Le médecin prit une brève inspiration avant de répondre :
— Je ne suis pas encore sûr à cent pour cent des informations que j’ai trouvées, mais ce nom revenait sans cesse dans mes recherches. Je n’ai pas encore eu le temps de me concentrer spécifiquement sur lui, mais il apparaissait sur chaque forum lié à ta maladie, expliqua le Dr Rogers.
— Ah bon !? Et qu’est-ce qui était dit sur lui ? demanda John avec impatience.
— C’est assez flou… Tout ce que je sais, c’est qu’il était un scientifique très puissant. Je n’aime pas trop les rumeurs, mais il semblerait que ce soit lui qui aurait pactisé avec les démons et que le peuple éteint disait attendre son retour. Un retour qui, selon certaines croyances, marquerait la fin du monde ou un renou-
— Ça suffit ! s’exclama Ivalna d’une voix ferme.
Tout le monde sursauta. John baissa légèrement la tête, mais son regard resta déterminé.
— John, malgré tout ce que je peux te dire, je sais que tu continueras à faire tes recherches. Alors, je préfère encore que ce soit le docteur Rogers qui t’explique comment t’y prendre en toute sécurité, plutôt qu’un inconnu. Cependant, je ne veux plus entendre parler de J.B. Moussomo, compris !?
Le docteur Rogers hocha lentement la tête.
— Je suis d’accord avec vous, madame Chiramis. Si John persiste dans ses recherches, il vaut mieux qu’il sache comment protéger ses données et éviter d’attirer l’attention sur lui.
Après quelques recommandations sur les précautions à prendre, le médecin mit fin à l’appel.
Ivalna se tourna vers son fils avec un regard sévère.
— Tu es vraiment borné, réprimanda-t-elle.
John fronça les sourcils, campant sur sa position.
— Oui, mais je ne comprends pas pourquoi tu refuses d’en savoir plus. Quel mal y a-t-il à chercher la vérité ?
Ivalna soupira longuement, comme si elle portait un poids invisible sur ses épaules.
— Tu en sais déjà trop sur ta famille, John. Ce peuple était mauvais et malsain. Même si les deux autres continents ont eu la noblesse de laisser tranquilles ceux qui vivaient sur leurs terres, crois-tu vraiment que nous, les descendants de ces démons, n’avons pas souffert ?
La conversation prit une tournure plus grave, l’atmosphère s’alourdit.

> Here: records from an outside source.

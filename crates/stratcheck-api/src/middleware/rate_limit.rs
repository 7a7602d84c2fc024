//! # Per-Client Rate Limiting
//!
//! Axum glue for [`stratcheck_core::RateLimiter`]. Requests are keyed by the
//! peer IP from `ConnectInfo`; the limiter itself is read from request
//! extensions.
//!
//! Forwarded-for headers are ignored. Behind a proxy every client shares the
//! proxy's bucket.

use std::net::SocketAddr;

use axum::extract::{ConnectInfo, Request};
use axum::middleware::Next;
use axum::response::{IntoResponse, Response};
use stratcheck_core::{ClientKey, RateLimiter};

use crate::error::AppError;

/// Middleware that enforces the per-client token bucket.
pub async fn rate_limit_middleware(request: Request, next: Next) -> Response {
    let Some(limiter) = request.extensions().get::<RateLimiter>().cloned() else {
        return next.run(request).await;
    };
    if !limiter.config().enabled {
        return next.run(request).await;
    }

    let Some(ConnectInfo(peer)) = request.extensions().get::<ConnectInfo<SocketAddr>>().copied()
    else {
        return AppError::Internal("peer address missing from request".into()).into_response();
    };
    let client = ClientKey::from(peer.ip());

    if let Err(rejection) = limiter.check(&client) {
        tracing::warn!(client = %client, "rate limit exceeded");
        return AppError::from(rejection).into_response();
    }

    next.run(request).await
}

— Nos ancêtres, et moi-même d’ailleurs, avons subi moqueries, violences, haine et d’autres atrocités… sans même savoir pourquoi, poursuivit-elle. Et ce foutu J.B. Moussomo… on nous a répété cent fois qu’il allait venir nous sauver. Mais il n’existe pas.
John et Mickael sentaient une colère sourde monter en eux. Pas contre leur mère, mais contre l’injustice subie par leur peuple à travers les âges.

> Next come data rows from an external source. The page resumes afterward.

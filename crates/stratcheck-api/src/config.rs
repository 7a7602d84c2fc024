//! # Service Configuration
//!
//! Command-line flags with `STRATCHECK_*` environment fallbacks, parsed once
//! at startup by `clap`. [`AppConfig::validate`] rejects settings the trust
//! layer cannot honour before anything binds a socket.

use std::time::Duration;

use axum::http::HeaderValue;
use clap::{Args, Parser, ValueEnum};
use stratcheck_core::{
    RateLimitConfig, RateLimitConfigError, RetryPolicy, DEFAULT_PURGE_INTERVAL, DEFAULT_STORE_DEADLINE,
};
use thiserror::Error;

/// Deployment environment, reported by the health check.
#[derive(Debug, Clone, Copy, PartialEq, Eq, ValueEnum)]
pub enum Environment {
    Development,
    Staging,
    Production,
}

impl Environment {
    pub fn as_str(&self) -> &'static str {
        match self {
            Self::Development => "development",
            Self::Staging => "staging",
            Self::Production => "production",
        }
    }
}

/// Log output format.
#[derive(Debug, Clone, Copy, PartialEq, Eq, ValueEnum)]
pub enum LogFormat {
    Text,
    Json,
}

/// Top-level service configuration.
#[derive(Debug, Clone, Parser)]
#[command(name = "stratcheck-api", version, about = "StratCheck API server")]
pub struct AppConfig {
    /// API server port.
    #[arg(long, env = "STRATCHECK_PORT", default_value_t = 4000)]
    pub port: u16,

    /// Environment name.
    #[arg(long, env = "STRATCHECK_ENV", value_enum, default_value_t = Environment::Development)]
    pub env: Environment,

    /// Log output format.
    #[arg(long, env = "STRATCHECK_LOG_FORMAT", value_enum, default_value_t = LogFormat::Text)]
    pub log_format: LogFormat,

    #[command(flatten)]
    pub db: DbConfig,

    #[command(flatten)]
    pub limiter: LimiterConfig,

    #[command(flatten)]
    pub shutdown: ShutdownConfig,

    #[command(flatten)]
    pub notify: NotifyConfig,

    #[command(flatten)]
    pub tokens: TokenConfig,

    #[command(flatten)]
    pub cors: CorsConfig,
}

/// Database settings.
#[derive(Clone, Args)]
pub struct DbConfig {
    /// PostgreSQL DSN. When absent the service runs on in-memory stores.
    #[arg(long = "db-dsn", env = "DATABASE_URL")]
    pub dsn: Option<String>,

    /// Maximum open connections in the pool.
    #[arg(long = "db-max-open-conns", env = "STRATCHECK_DB_MAX_OPEN_CONNS", default_value_t = 25)]
    pub max_open_conns: u32,

    /// Connections kept open while idle.
    #[arg(long = "db-min-idle-conns", env = "STRATCHECK_DB_MIN_IDLE_CONNS", default_value_t = 2)]
    pub min_idle_conns: u32,

    /// Close connections idle for longer than this many seconds.
    #[arg(long = "db-max-idle-secs", env = "STRATCHECK_DB_MAX_IDLE_SECS", default_value_t = 900)]
    pub max_idle_secs: u64,

    /// Deadline for a single storage call, in milliseconds.
    #[arg(long = "db-timeout-ms", env = "STRATCHECK_DB_TIMEOUT_MS", default_value_t = 3000)]
    pub timeout_ms: u64,
}

impl DbConfig {
    pub fn store_deadline(&self) -> Duration {
        Duration::from_millis(self.timeout_ms)
    }

    pub fn max_idle_time(&self) -> Duration {
        Duration::from_secs(self.max_idle_secs)
    }
}

// The DSN may embed a password.
impl std::fmt::Debug for DbConfig {
    fn fmt(&self, f: &mut std::fmt::Formatter<'_>) -> std::fmt::Result {
        f.debug_struct("DbConfig")
            .field("dsn", &self.dsn.as_ref().map(|_| "[REDACTED]"))
            .field("max_open_conns", &self.max_open_conns)
            .field("min_idle_conns", &self.min_idle_conns)
            .field("max_idle_secs", &self.max_idle_secs)
            .field("timeout_ms", &self.timeout_ms)
            .finish()
    }
}

/// Rate limiter settings.
#[derive(Debug, Clone, Args)]
pub struct LimiterConfig {
    /// Enable the per-client rate limiter.
    #[arg(
        long = "limiter-enabled",
        env = "STRATCHECK_LIMITER_ENABLED",
        default_value_t = true,
        action = clap::ArgAction::Set
    )]
    pub enabled: bool,

    /// Tokens refilled per second.
    #[arg(long = "limiter-rps", env = "STRATCHECK_LIMITER_RPS", default_value_t = 2.0)]
    pub rps: f64,

    /// Bucket capacity (maximum burst).
    #[arg(long = "limiter-burst", env = "STRATCHECK_LIMITER_BURST", default_value_t = 4)]
    pub burst: u32,

    /// Seconds between idle-bucket sweeps.
    #[arg(long = "limiter-sweep-secs", env = "STRATCHECK_LIMITER_SWEEP_SECS", default_value_t = 60)]
    pub sweep_secs: u64,

    /// Seconds a bucket may go unseen before it is swept.
    #[arg(long = "limiter-idle-secs", env = "STRATCHECK_LIMITER_IDLE_SECS", default_value_t = 180)]
    pub idle_secs: u64,
}

impl LimiterConfig {
    pub fn to_rate_limit(&self) -> RateLimitConfig {
        RateLimitConfig {
            enabled: self.enabled,
            capacity: self.burst,
            refill_per_sec: self.rps,
            sweep_interval: Duration::from_secs(self.sweep_secs),
            idle_threshold: Duration::from_secs(self.idle_secs),
        }
    }
}

/// Shutdown deadlines.
#[derive(Debug, Clone, Args)]
pub struct ShutdownConfig {
    /// Seconds in-flight requests get to finish after a shutdown signal.
    #[arg(long = "shutdown-grace-secs", env = "STRATCHECK_SHUTDOWN_GRACE_SECS", default_value_t = 5)]
    pub grace_secs: u64,

    /// Seconds background tasks get to drain after the server stops.
    #[arg(long = "background-drain-secs", env = "STRATCHECK_BACKGROUND_DRAIN_SECS", default_value_t = 5)]
    pub drain_secs: u64,
}

impl ShutdownConfig {
    pub fn grace(&self) -> Duration {
        Duration::from_secs(self.grace_secs)
    }

    pub fn drain(&self) -> Duration {
        Duration::from_secs(self.drain_secs)
    }
}

/// Notification delivery settings.
#[derive(Debug, Clone, Args)]
pub struct NotifyConfig {
    /// Delivery attempts per notification, including the first.
    #[arg(long = "notify-attempts", env = "STRATCHECK_NOTIFY_ATTEMPTS", default_value_t = 3)]
    pub attempts: u32,

    /// Pause between delivery attempts, in milliseconds.
    #[arg(long = "notify-backoff-ms", env = "STRATCHECK_NOTIFY_BACKOFF_MS", default_value_t = 500)]
    pub backoff_ms: u64,
}

impl NotifyConfig {
    pub fn retry_policy(&self) -> RetryPolicy {
        RetryPolicy {
            attempts: self.attempts,
            backoff: Duration::from_millis(self.backoff_ms),
        }
    }
}

/// Token housekeeping.
#[derive(Debug, Clone, Args)]
pub struct TokenConfig {
    /// Seconds between deletions of expired tokens.
    #[arg(long = "token-purge-secs", env = "STRATCHECK_TOKEN_PURGE_SECS", default_value_t = 900)]
    pub purge_secs: u64,
}

impl TokenConfig {
    pub fn purge_interval(&self) -> Duration {
        Duration::from_secs(self.purge_secs)
    }
}

/// Cross-origin settings.
#[derive(Debug, Clone, Args)]
pub struct CorsConfig {
    /// Space-separated origins allowed to make cross-origin requests.
    #[arg(
        long = "cors-trusted-origins",
        env = "STRATCHECK_CORS_TRUSTED_ORIGINS",
        value_delimiter = ' '
    )]
    pub trusted_origins: Vec<String>,
}

impl CorsConfig {
    /// Trusted origins as header values. Entries that are not valid header
    /// values are skipped; [`AppConfig::validate`] rejects them at startup.
    pub fn origins(&self) -> Vec<HeaderValue> {
        self.trusted_origins
            .iter()
            .filter_map(|origin| HeaderValue::from_str(origin).ok())
            .collect()
    }
}

/// Configuration rejected at startup.
#[derive(Error, Debug)]
pub enum ConfigError {
    #[error(transparent)]
    Limiter(#[from] RateLimitConfigError),

    #[error("storage call deadline must be non-zero")]
    ZeroStoreDeadline,

    #[error("notification attempts must be at least 1")]
    ZeroNotifyAttempts,

    #[error("token purge interval must be non-zero")]
    ZeroPurgeInterval,

    #[error("invalid CORS trusted origin `{0}`")]
    InvalidOrigin(String),
}

impl AppConfig {
    /// Check cross-field constraints clap cannot express.
    pub fn validate(&self) -> Result<(), ConfigError> {
        self.limiter.to_rate_limit().validate()?;
        if self.db.timeout_ms == 0 {
            return Err(ConfigError::ZeroStoreDeadline);
        }
        if self.notify.attempts == 0 {
            return Err(ConfigError::ZeroNotifyAttempts);
        }
        if self.tokens.purge_secs == 0 {
            return Err(ConfigError::ZeroPurgeInterval);
        }
        if let Some(bad) = self
            .cors
            .trusted_origins
            .iter()
            .find(|origin| HeaderValue::from_str(origin).is_err())
        {
            return Err(ConfigError::InvalidOrigin(bad.clone()));
        }
        Ok(())
    }

    /// Defaults only, ignoring flags and environment. Used by tests.
    pub fn defaults() -> Self {
        Self {
            port: 4000,
            env: Environment::Development,
            log_format: LogFormat::Text,
            db: DbConfig {
                dsn: None,
                max_open_conns: 25,
                min_idle_conns: 2,
                max_idle_secs: 900,
                timeout_ms: DEFAULT_STORE_DEADLINE.as_millis() as u64,
            },
            limiter: LimiterConfig {
                enabled: true,
                rps: 2.0,
                burst: 4,
                sweep_secs: 60,
                idle_secs: 180,
            },
            shutdown: ShutdownConfig {
                grace_secs: 5,
                drain_secs: 5,
            },
            notify: NotifyConfig {
                attempts: 3,
                backoff_ms: 500,
            },
            tokens: TokenConfig {
                purge_secs: DEFAULT_PURGE_INTERVAL.as_secs(),
            },
            cors: CorsConfig {
                trusted_origins: Vec::new(),
            },
        }
    }
}
//! # Background Tasks
//!
//! Fire-and-forget work that must not delay the response and must not be
//! able to hurt the process. Each unit of work runs on its own tokio task
//! inside a `TaskTracker`:
//!
//! - An error returned by the work, or a panic raised by it, is caught at
//!   the task boundary, logged with full detail and turned into a
//!   [`TaskOutcome`]. Nothing propagates to the request that spawned it.
//! - The tracker counts in-flight tasks. On shutdown the owning process
//!   calls [`BackgroundTaskRunner::drain`] to wait, up to a grace period,
//!   for them to finish.

use std::any::Any;
use std::fmt::Display;
use std::future::Future;
use std::panic::AssertUnwindSafe;
use std::sync::atomic::{AtomicU64, Ordering};
use std::sync::Arc;
use std::time::Duration;

use futures::FutureExt;
use serde::Serialize;
use thiserror::Error;
use tokio::task::JoinHandle;
use tokio_util::task::TaskTracker;

use crate::error::TaskFault;

/// How a unit of work ended.
#[derive(Debug, Clone, PartialEq, Eq)]
pub enum TaskOutcome {
    /// Returned `Ok`.
    Completed,
    /// Returned `Err` or panicked; contained.
    Faulted(TaskFault),
}

impl TaskOutcome {
    /// Whether the work faulted.
    pub fn is_fault(&self) -> bool {
        matches!(self, Self::Faulted(_))
    }
}

/// Drain gave up with work still running.
#[derive(Error, Debug, Clone, Copy, PartialEq, Eq)]
#[error("{remaining} background task(s) still running after {grace:?}")]
pub struct DrainTimeout {
    /// Tasks still in flight when the grace period ran out.
    pub remaining: usize,
    /// The grace period that elapsed.
    pub grace: Duration,
}

/// Point-in-time counters.
#[derive(Debug, Clone, Copy, PartialEq, Eq, Serialize)]
pub struct RunnerSnapshot {
    /// Tasks enqueued and not yet finished.
    pub in_flight: usize,
    /// Tasks that returned `Ok`.
    pub completed: u64,
    /// Tasks that returned `Err` or panicked.
    pub faulted: u64,
}

#[derive(Debug, Default)]
struct Counters {
    completed: AtomicU64,
    faulted: AtomicU64,
}

/// Spawns and tracks contained background work. Clones share one tracker.
#[derive(Debug, Clone, Default)]
pub struct BackgroundTaskRunner {
    tracker: TaskTracker,
    counters: Arc<Counters>,
}

impl BackgroundTaskRunner {
    /// Create an idle runner.
    pub fn new() -> Self {
        Self::default()
    }

    /// Run `work` in the background under the name `task`.
    ///
    /// The closure itself is invoked inside the spawned task, so a panic
    /// while building the future is contained too. The returned handle
    /// resolves to the outcome; dropping it detaches the task.
    pub fn spawn<F, Fut, E>(&self, task: impl Into<String>, work: F) -> JoinHandle<TaskOutcome>
    where
        F: FnOnce() -> Fut + Send + 'static,
        Fut: Future<Output = Result<(), E>> + Send + 'static,
        E: Display + Send + 'static,
    {
        let task = task.into();
        let counters = Arc::clone(&self.counters);
        self.tracker.spawn(async move {
            let result = AssertUnwindSafe(async move { work().await })
                .catch_unwind()
                .await;
            let outcome = match result {
                Ok(Ok(())) => TaskOutcome::Completed,
                Ok(Err(err)) => TaskOutcome::Faulted(TaskFault::Failed {
                    task: task.clone(),
                    message: err.to_string(),
                }),
                Err(payload) => TaskOutcome::Faulted(TaskFault::Panicked {
                    task: task.clone(),
                    message: panic_message(payload.as_ref()),
                }),
            };
            match &outcome {
                TaskOutcome::Completed => {
                    counters.completed.fetch_add(1, Ordering::Relaxed);
                    tracing::debug!(task = %task, "background task completed");
                }
                TaskOutcome::Faulted(fault) => {
                    counters.faulted.fetch_add(1, Ordering::Relaxed);
                    tracing::error!(task = %task, error = %fault, "background task faulted");
                }
            }
            outcome
        })
    }

    /// Tasks enqueued and not yet finished.
    pub fn in_flight(&self) -> usize {
        self.tracker.len()
    }

    /// Current counters.
    pub fn snapshot(&self) -> RunnerSnapshot {
        RunnerSnapshot {
            in_flight: self.tracker.len(),
            completed: self.counters.completed.load(Ordering::Relaxed),
            faulted: self.counters.faulted.load(Ordering::Relaxed),
        }
    }

    /// Wait up to `grace` for every in-flight task to finish.
    ///
    /// Tasks still running when the grace period ends are left to be
    /// dropped with the runtime.
    pub async fn drain(&self, grace: Duration) -> Result<(), DrainTimeout> {
        self.tracker.close();
        let waiting = self.tracker.len();
        if waiting > 0 {
            tracing::info!(in_flight = waiting, ?grace, "waiting for background tasks");
        }
        let drained = tokio::time::timeout(grace, self.tracker.wait()).await;
        // Later spawns are still tracked.
        self.tracker.reopen();
        match drained {
            Ok(()) => Ok(()),
            Err(_) => Err(DrainTimeout {
                remaining: self.tracker.len(),
                grace,
            }),
        }
    }
}

fn panic_message(payload: &(dyn Any + Send)) -> String {
    if let Some(s) = payload.downcast_ref::<&'static str>() {
        (*s).to_string()
    } else if let Some(s) = payload.downcast_ref::<String>() {
        s.clone()
    } else {
        "non-string panic payload".to_string()
    }
}

#[cfg(test)]
mod tests {
    use super::*;
    use tokio::sync::oneshot;

    #[tokio::test]
    async fn completed_work_is_counted() {
        let runner = BackgroundTaskRunner::new();
        let outcome = runner
            .spawn("ok", || async { Ok::<_, String>(()) })
            .await
            .unwrap();
        assert_eq!(outcome, TaskOutcome::Completed);
        let snap = runner.snapshot();
        assert_eq!((snap.in_flight, snap.completed, snap.faulted), (0, 1, 0));
    }

    #[tokio::test]
    async fn returned_error_is_contained() {
        let runner = BackgroundTaskRunner::new();
        let outcome = runner
            .spawn("mail", || async { Err::<(), _>("smtp refused") })
            .await
            .unwrap();
        assert_eq!(
            outcome,
            TaskOutcome::Faulted(TaskFault::Failed {
                task: "mail".into(),
                message: "smtp refused".into()
            })
        );
        assert_eq!(runner.snapshot().faulted, 1);
    }

    #[tokio::test]
    async fn panic_inside_future_is_contained() {
        let runner = BackgroundTaskRunner::new();
        let outcome = runner
            .spawn("boom", || async {
                if true {
                    panic!("kaboom");
                }
                Ok::<_, String>(())
            })
            .await
            .expect("panic must not escape the task");
        assert!(matches!(
            outcome,
            TaskOutcome::Faulted(TaskFault::Panicked { ref message, .. }) if message == "kaboom"
        ));
        assert_eq!(runner.in_flight(), 0);
    }

    #[tokio::test]
    async fn panic_while_building_future_is_contained() {
        let runner = BackgroundTaskRunner::new();
        let outcome = runner
            .spawn("eager", || -> std::future::Ready<Result<(), String>> {
                panic!("before first poll {}", 42)
            })
            .await
            .unwrap();
        assert!(matches!(
            outcome,
            TaskOutcome::Faulted(TaskFault::Panicked { ref message, .. }) if message == "before first poll 42"
        ));
    }

    #[tokio::test]
    async fn in_flight_tracks_running_work() {
        let runner = BackgroundTaskRunner::new();
        let (release, gate) = oneshot::channel::<()>();
        let handle = runner.spawn("held", move || async move {
            let _ = gate.await;
            Ok::<_, String>(())
        });
        assert_eq!(runner.in_flight(), 1);
        release.send(()).unwrap();
        handle.await.unwrap();
        assert_eq!(runner.in_flight(), 0);
    }

    #[tokio::test]
    async fn drain_waits_for_outstanding_work() {
        let runner = BackgroundTaskRunner::new();
        for i in 0..8u64 {
            runner.spawn(format!("job-{i}"), move || async move {
                tokio::time::sleep(Duration::from_millis(5 * i)).await;
                Ok::<_, String>(())
            });
        }
        runner.drain(Duration::from_secs(5)).await.unwrap();
        assert_eq!(runner.snapshot().completed, 8);
        assert_eq!(runner.in_flight(), 0);
    }

    #[tokio::test(start_paused = true)]
    async fn drain_times_out_on_stuck_work() {
        let runner = BackgroundTaskRunner::new();
        runner.spawn("stuck", || async {
            std::future::pending::<()>().await;
            Ok::<_, String>(())
        });
        let err = runner.drain(Duration::from_secs(5)).await.unwrap_err();
        assert_eq!(err.remaining, 1);
        assert_eq!(err.grace, Duration::from_secs(5));
    }

    #[test]
    fn panic_message_handles_payload_kinds() {
        let s: Box<dyn Any + Send> = Box::new("static");
        assert_eq!(panic_message(s.as_ref()), "static");
        let owned: Box<dyn Any + Send> = Box::new(String::from("owned"));
        assert_eq!(panic_message(owned.as_ref()), "owned");
        let other: Box<dyn Any + Send> = Box::new(7u8);
        assert_eq!(panic_message(other.as_ref()), "non-string panic payload");
    }
}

— Attends une minute… fit soudainement Mickael, pensif. C’est de papa que John tient l’info sur ce fameux J.B. Toi aussi, tu avais déjà entendu parler de lui ?
Ivalna soupira, comme si elle redoutait cette question.
— Oui… Ma famille aussi m’a parlé de lui. On nous répétait qu’un certain ancêtre, J.B. Moussomo, finirait par revenir pour nous sauver.
John serra les poings.
— Et pourquoi tu ne voulais pas nous en parler ?
— Parce que je savais que ça ne ferait que t’encourager à chercher encore plus.
Elle marqua une pause avant de reprendre, le regard sombre.
— Mais maintenant que tu sais comment accéder aux archives, ça ne sert plus à rien de te le cacher.
John et Mickael échangèrent un regard troublé.
Un scientifique connu… un ancêtre attendu… Qui est ce fameux J.B. Moussomo !?